From the first line to the last, reproduce the data exactly.

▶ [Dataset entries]

--------------------------------------------------

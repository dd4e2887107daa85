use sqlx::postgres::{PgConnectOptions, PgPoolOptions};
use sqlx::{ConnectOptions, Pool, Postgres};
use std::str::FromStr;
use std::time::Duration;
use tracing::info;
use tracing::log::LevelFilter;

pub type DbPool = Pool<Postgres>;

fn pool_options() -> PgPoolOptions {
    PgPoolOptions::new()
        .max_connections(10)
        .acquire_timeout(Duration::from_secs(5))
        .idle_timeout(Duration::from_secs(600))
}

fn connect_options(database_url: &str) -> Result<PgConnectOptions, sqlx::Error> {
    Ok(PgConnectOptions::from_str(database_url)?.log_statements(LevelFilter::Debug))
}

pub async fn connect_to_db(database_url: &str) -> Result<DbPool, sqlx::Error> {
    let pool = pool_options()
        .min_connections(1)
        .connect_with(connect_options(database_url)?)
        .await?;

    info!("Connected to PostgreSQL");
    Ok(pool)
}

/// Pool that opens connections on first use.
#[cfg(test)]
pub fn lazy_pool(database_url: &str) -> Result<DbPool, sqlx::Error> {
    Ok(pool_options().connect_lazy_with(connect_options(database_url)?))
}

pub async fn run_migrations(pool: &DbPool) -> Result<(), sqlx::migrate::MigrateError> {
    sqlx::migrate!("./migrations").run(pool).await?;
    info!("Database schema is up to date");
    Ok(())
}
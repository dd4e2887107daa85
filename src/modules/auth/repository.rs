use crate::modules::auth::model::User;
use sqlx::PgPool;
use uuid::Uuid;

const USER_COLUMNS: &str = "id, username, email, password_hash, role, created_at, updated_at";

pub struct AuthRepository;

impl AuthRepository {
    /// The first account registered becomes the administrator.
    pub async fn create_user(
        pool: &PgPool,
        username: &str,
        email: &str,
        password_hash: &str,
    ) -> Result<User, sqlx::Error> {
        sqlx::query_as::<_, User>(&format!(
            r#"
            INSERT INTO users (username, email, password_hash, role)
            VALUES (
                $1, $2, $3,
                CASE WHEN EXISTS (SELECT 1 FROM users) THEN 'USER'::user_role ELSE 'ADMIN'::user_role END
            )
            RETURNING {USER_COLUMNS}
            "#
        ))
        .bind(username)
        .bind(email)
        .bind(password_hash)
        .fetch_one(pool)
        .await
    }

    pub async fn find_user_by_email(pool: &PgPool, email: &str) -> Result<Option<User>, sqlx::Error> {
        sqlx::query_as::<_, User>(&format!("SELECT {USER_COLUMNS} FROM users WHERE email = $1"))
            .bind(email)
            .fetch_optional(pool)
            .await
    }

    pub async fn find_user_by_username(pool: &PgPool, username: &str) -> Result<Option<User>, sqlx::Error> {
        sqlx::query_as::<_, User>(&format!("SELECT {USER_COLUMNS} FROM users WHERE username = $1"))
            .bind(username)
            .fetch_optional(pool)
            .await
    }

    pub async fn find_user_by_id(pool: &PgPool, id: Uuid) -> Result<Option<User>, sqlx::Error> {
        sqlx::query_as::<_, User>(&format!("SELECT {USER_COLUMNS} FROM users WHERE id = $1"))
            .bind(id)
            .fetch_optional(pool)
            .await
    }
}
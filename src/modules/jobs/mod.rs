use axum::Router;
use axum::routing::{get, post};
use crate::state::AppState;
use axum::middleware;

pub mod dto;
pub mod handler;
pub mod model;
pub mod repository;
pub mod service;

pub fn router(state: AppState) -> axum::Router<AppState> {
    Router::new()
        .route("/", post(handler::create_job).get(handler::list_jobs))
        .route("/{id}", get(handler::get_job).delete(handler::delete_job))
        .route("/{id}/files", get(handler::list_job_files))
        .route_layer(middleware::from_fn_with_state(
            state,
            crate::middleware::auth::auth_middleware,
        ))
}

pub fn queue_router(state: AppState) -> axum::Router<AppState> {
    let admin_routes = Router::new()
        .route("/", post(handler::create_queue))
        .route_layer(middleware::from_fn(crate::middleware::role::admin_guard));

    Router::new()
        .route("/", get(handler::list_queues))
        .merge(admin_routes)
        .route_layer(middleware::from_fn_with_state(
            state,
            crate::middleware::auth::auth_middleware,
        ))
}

--------------------------------------------------

▶ [Finished exercise]
repository dd4e2887107daa85
use sqlx::postgres::{PgConnectOptions, PgPoolOptions};
use sqlx::{ConnectOptions, Pool, Postgres};
use std::str::FromStr;
use std::time::Duration;
use tracing::info;
use tracing::log::LevelFilter;

pub type DbPool = Pool<Postgres>;

fn pool_options() -> PgPoolOptions {
    PgPoolOptions::new()
        .max_connections(10)
        .acquire_timeout(Duration::from_secs(5))
        .idle_timeout(Duration::from_secs(600))
}

fn connect_options(database_url: &str) -> Result<PgConnectOptions, sqlx::Error> {
    Ok(PgConnectOptions::from_str(database_url)?.log_statements(LevelFilter::Debug))
}

pub async fn connect_to_db(database_url: &str) -> Result<DbPool, sqlx::Error> {
    let pool = pool_options()
        .min_connections(1)
        .connect_with(connect_options(database_url)?)
        .await?;

    info!("Connected to PostgreSQL");
    Ok(pool)
}

/// Pool that opens connections on first use.
#[cfg(test)]
pub fn lazy_pool(database_url: &str) -> Result<DbPool, sqlx::Error> {
    Ok(pool_options().connect_lazy_with(connect_options(database_url)?))
}

pub async fn run_migrations(pool: &DbPool) -> Result<(), sqlx::migrate::MigrateError> {
    sqlx::migrate!("./migrations").run(pool).await?;
    info!("Database schema is up to date");
    Ok(())
}
repository dd4e2887107daa85
filename src/modules/auth/repository.rs
use crate::modules::auth::model::User;
use sqlx::PgPool;
use uuid::Uuid;

const USER_COLUMNS: &str = "id, username, email, password_hash, role, created_at, updated_at";

pub struct AuthRepository;

impl AuthRepository {
    /// The first account registered becomes the administrator.
    pub async fn create_user(
        pool: &PgPool,
        username: &str,
        email: &str,
        password_hash: &str,
    ) -> Result<User, sqlx::Error> {
        sqlx::query_as::<_, User>(&format!(
            r#"
            INSERT INTO users (username, email, password_hash, role)
            VALUES (
                $1, $2, $3,
                CASE WHEN EXISTS (SELECT 1 FROM users) THEN 'USER'::user_role ELSE 'ADMIN'::user_role END
            )
            RETURNING {USER_COLUMNS}
            "#
        ))
        .bind(username)
        .bind(email)
        .bind(password_hash)
        .fetch_one(pool)
        .await
    }

    pub async fn find_user_by_email(pool: &PgPool, email: &str) -> Result<Option<User>, sqlx::Error> {
        sqlx::query_as::<_, User>(&format!("SELECT {USER_COLUMNS} FROM users WHERE email = $1"))
            .bind(email)
            .fetch_optional(pool)
            .await
    }

    pub async fn find_user_by_username(pool: &PgPool, username: &str) -> Result<Option<User>, sqlx::Error> {
        sqlx::query_as::<_, User>(&format!("SELECT {USER_COLUMNS} FROM users WHERE username = $1"))
            .bind(username)
            .fetch_optional(pool)
            .await
    }

    pub async fn find_user_by_id(pool: &PgPool, id: Uuid) -> Result<Option<User>, sqlx::Error> {
        sqlx::query_as::<_, User>(&format!("SELECT {USER_COLUMNS} FROM users WHERE id = $1"))
            .bind(id)
            .fetch_optional(pool)
            .await
    }
}
filename src/modules/jobs/mod.rs
use axum::Router;
use axum::routing::{get, post};
use crate::state::AppState;
use axum::middleware;

pub mod dto;
pub mod handler;
pub mod model;
pub mod repository;
pub mod service;

pub fn router(state: AppState) -> axum::Router<AppState> {
    Router::new()
        .route("/", post(handler::create_job).get(handler::list_jobs))
        .route("/{id}", get(handler::get_job).delete(handler::delete_job))
        .route("/{id}/files", get(handler::list_job_files))
        .route_layer(middleware::from_fn_with_state(
            state,
            crate::middleware::auth::auth_middleware,
        ))
}

pub fn queue_router(state: AppState) -> axum::Router<AppState> {
    let admin_routes = Router::new()
        .route("/", post(handler::create_queue))
        .route_layer(middleware::from_fn(crate::middleware::role::admin_guard));

    Router::new()
        .route("/", get(handler::list_queues))
        .merge(admin_routes)
        .route_layer(middleware::from_fn_with_state(
            state,
            crate::middleware::auth::auth_middleware,
        ))
}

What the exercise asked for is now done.